ここに紹介するのは、アメリカの宝石/鉱物商、マーチン・レオ・エアマン氏の伝説的な鉱物探索行の一場面である。1904年、ロシアに生まれた氏は、貧しい移民としてアメリカでの生活を始めた。やがて小さなひすい細工の店兼自宅をニューヨークに開き、そこで鉱物収集を趣味とする多くの人々と親交を持った。
そのうち博物館や大学へ出入りするようになり、素晴らしい標本を扱うことで有名な、アメリカ屈指の標本商となった。氏は世界中どこへでも出かけて行き、人々が夢にも願わなかったような大いなる収穫を携え、満面に笑みを浮かべて博物館を訪れるのだった。彼には並みはずれた審美眼があり、素晴らしい記憶力と度量があった。紳士然とした魅力の持ち主で、旧大陸風の倫理観と礼儀作法を自然に身につけていた。
マーチンによってもたらされた何千という極めて美しい標本の数々は、今日でも世界中の博物館や個人の収蔵品として残っている。1972年に亡くなるまで、氏は常に宝石/鉱物への情熱を持ちつづけた。

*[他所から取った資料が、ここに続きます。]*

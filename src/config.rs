//! Configuration file handling for the cashbook.
//!
//! The configuration file is stored at `$CASHBOOK_HOME/config.json` and holds the shop's
//! identity, the profit rule, backup settings and the operators allowed to record entries.

use crate::access::{AccessList, Operator};
use crate::backup::Backup;
use crate::calc::SupplierSpend;
use crate::db::SqliteStore;
use crate::{utils, Result};
use anyhow::{bail, Context};
use serde::{Deserialize, Serialize};
use std::path::{Path, PathBuf};

const APP_NAME: &str = "cashbook";
const CONFIG_VERSION: u8 = 1;
const BACKUP_COPIES: u32 = 5;
const BACKUPS: &str = ".backups";
const CONFIG_JSON: &str = "config.json";
const CASHBOOK_SQLITE: &str = "cashbook.sqlite";
const DEFAULT_ACCOUNT: &str = "main";

/// The `Config` object represents the configuration of the app. You instantiate it by providing
/// the path to `$CASHBOOK_HOME` and from there it loads `$CASHBOOK_HOME/config.json`. It provides
/// paths to other items that are expected in a certain location within the home directory.
#[derive(Debug, Clone)]
pub struct Config {
    root: PathBuf,
    backups: PathBuf,
    config_path: PathBuf,
    config_file: ConfigFile,
    store: SqliteStore,
}

impl Config {
    /// Creates the data directory, its subdirectories, an initial `config.json` and an empty
    /// database.
    ///
    /// # Arguments
    /// - `dir` - The directory that will be the root of data directory, e.g. `$HOME/cashbook`
    /// - `shop_name` - Printed on reports and used in export file names.
    /// - `account_id` - The key of the shop's document in the store. Defaults to `main`.
    ///
    /// # Errors
    /// - Returns an error if any file operations fail or if a config already exists.
    pub async fn create(
        dir: impl Into<PathBuf>,
        shop_name: &str,
        account_id: Option<&str>,
    ) -> Result<Self> {
        let maybe_relative = dir.into();
        utils::make_dir(&maybe_relative)
            .await
            .context("Unable to create the cashbook home directory")?;
        let root = utils::canonicalize(&maybe_relative).await?;

        let config_path = root.join(CONFIG_JSON);
        if utils::exists(&config_path).await? {
            bail!(
                "A cashbook already exists at '{}'",
                config_path.display()
            );
        }

        let backups_dir = root.join(BACKUPS);
        utils::make_dir(&backups_dir).await?;

        let config_file = ConfigFile {
            shop_name: shop_name.to_string(),
            account_id: account_id.unwrap_or(DEFAULT_ACCOUNT).to_string(),
            ..ConfigFile::default()
        };
        config_file.save(&config_path).await?;

        let sqlite_path = root.join(CASHBOOK_SQLITE);
        let store = SqliteStore::init(&sqlite_path)
            .await
            .context("Unable to create SQLite DB")?;

        Ok(Self {
            root,
            backups: backups_dir,
            config_path,
            config_file,
            store,
        })
    }

    /// This will
    /// - validate that `cashbook_home` exists and that the config file exists
    /// - load the config file
    /// - validate that the backups directory exists
    /// - open the database, upgrading its schema if needed
    pub async fn load(cashbook_home: impl Into<PathBuf>) -> Result<Self> {
        let maybe_relative = cashbook_home.into();
        let root = utils::canonicalize(&maybe_relative)
            .await
            .context("The cashbook home is missing, run 'cashbook init' first")?;

        let config_path = root.join(CONFIG_JSON);
        if !config_path.is_file() {
            bail!("The config file is missing '{}'", config_path.display())
        }
        let config_file = ConfigFile::load(&config_path).await?;

        let backups = root.join(BACKUPS);
        if !backups.is_dir() {
            bail!("The backups directory is missing '{}'", backups.display())
        }

        let sqlite_path = root.join(CASHBOOK_SQLITE);
        let store = SqliteStore::load(&sqlite_path)
            .await
            .context("Unable to load SQLite DB")?;

        Ok(Self {
            root,
            backups,
            config_path,
            config_file,
            store,
        })
    }

    pub fn root(&self) -> &Path {
        &self.root
    }

    pub fn config_path(&self) -> &Path {
        &self.config_path
    }

    pub fn store(&self) -> &SqliteStore {
        &self.store
    }

    pub fn backups(&self) -> &Path {
        &self.backups
    }

    pub fn shop_name(&self) -> &str {
        &self.config_file.shop_name
    }

    pub fn account_id(&self) -> &str {
        &self.config_file.account_id
    }

    pub fn backup_copies(&self) -> u32 {
        self.config_file.backup_copies
    }

    pub fn supplier_spend(&self) -> SupplierSpend {
        self.config_file.supplier_spend
    }

    pub fn access_list(&self) -> AccessList {
        AccessList::new(self.config_file.operators.clone())
    }

    /// Creates a new `Backup` instance for managing backup files.
    pub fn backup(&self) -> Backup {
        Backup::new(self)
    }
}

/// Represents the serialization and deserialization format of the configuration file.
///
/// Example configuration:
/// ```json
/// {
///   "app_name": "cashbook",
///   "config_version": 1,
///   "shop_name": "Districauchos",
///   "account_id": "main",
///   "backup_copies": 5,
///   "supplier_spend": "investment",
///   "operators": [
///     { "name": "Carlos", "pin": "4821", "role": "admin" },
///     { "name": "Ana", "pin": "1397", "role": "employee" }
///   ]
/// }
/// ```
#[derive(Debug, Clone, Serialize, Deserialize, Eq, PartialEq)]
struct ConfigFile {
    /// Application name, should always be "cashbook"
    app_name: String,

    /// Configuration file version
    config_version: u8,

    shop_name: String,

    /// Key of this shop's month document in the store
    #[serde(default = "default_account")]
    account_id: String,

    /// Number of backup copies to keep
    #[serde(default = "default_backup_copies")]
    backup_copies: u32,

    /// Whether supplier spend is deducted from net profit
    #[serde(default)]
    supplier_spend: SupplierSpend,

    /// Operators allowed to record entries. Empty means no access control.
    #[serde(default, skip_serializing_if = "Vec::is_empty")]
    operators: Vec<Operator>,
}

fn default_account() -> String {
    DEFAULT_ACCOUNT.to_string()
}

fn default_backup_copies() -> u32 {
    BACKUP_COPIES
}

impl Default for ConfigFile {
    fn default() -> Self {
        Self {
            app_name: APP_NAME.to_string(),
            config_version: CONFIG_VERSION,
            shop_name: String::new(),
            account_id: default_account(),
            backup_copies: BACKUP_COPIES,
            supplier_spend: SupplierSpend::default(),
            operators: Vec::new(),
        }
    }
}

impl ConfigFile {
    /// Loads a ConfigFile asynchronously from the specified path.
    ///
    /// # Errors
    /// Returns an error if the file cannot be read or parsed
    pub async fn load(path: impl AsRef<Path>) -> Result<Self> {
        let path = path.as_ref();
        let config: ConfigFile = utils::deserialize(path)
            .await
            .with_context(|| format!("Failed to load config file at {}", path.display()))?;

        anyhow::ensure!(
            config.app_name == APP_NAME,
            "Invalid app_name in config file: expected '{}', got '{}'",
            APP_NAME,
            config.app_name
        );

        Ok(config)
    }

    /// Saves the ConfigFile to the specified path.
    pub async fn save(&self, path: impl AsRef<Path>) -> Result<()> {
        let p = path.as_ref();
        let data = serde_json::to_string_pretty(self).context("Unable to serialize config")?;
        utils::write(p, data)
            .await
            .context("Unable to write config file")
    }
}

マーチンが標本を手に入れるため、未開の土地へと赴いた冒険談は、まさに鉱物収集の夢そのものであった。
大勢の友人たちは、今もあの優雅な気質と伝説的な探索行を懐かしく思い出すのである。
彼の友人だったビル・スミス氏とキャロル・スミス氏が、1994年のミネラロジカル・レコード誌に寄稿した「マーチン・レオ・エアマン」と題する伝記は、(おそらく)圧倒的な好意で読者に迎えられた。もちろん筆者もその一人で、早速日本語訳を作って、鉱物のコの字も知らない友人に無理矢理読ませたものである。
その中から、氏のミャンマー探索行、類希なるペリドットの結晶を見出したエピソードを紹介する。いくらかのダイジェストと補筆をしてあることをお断りしておく。興味のある方は、是非原文をあたっていただきたい(英語)。美しい標本の写真がふんだんに載せられている。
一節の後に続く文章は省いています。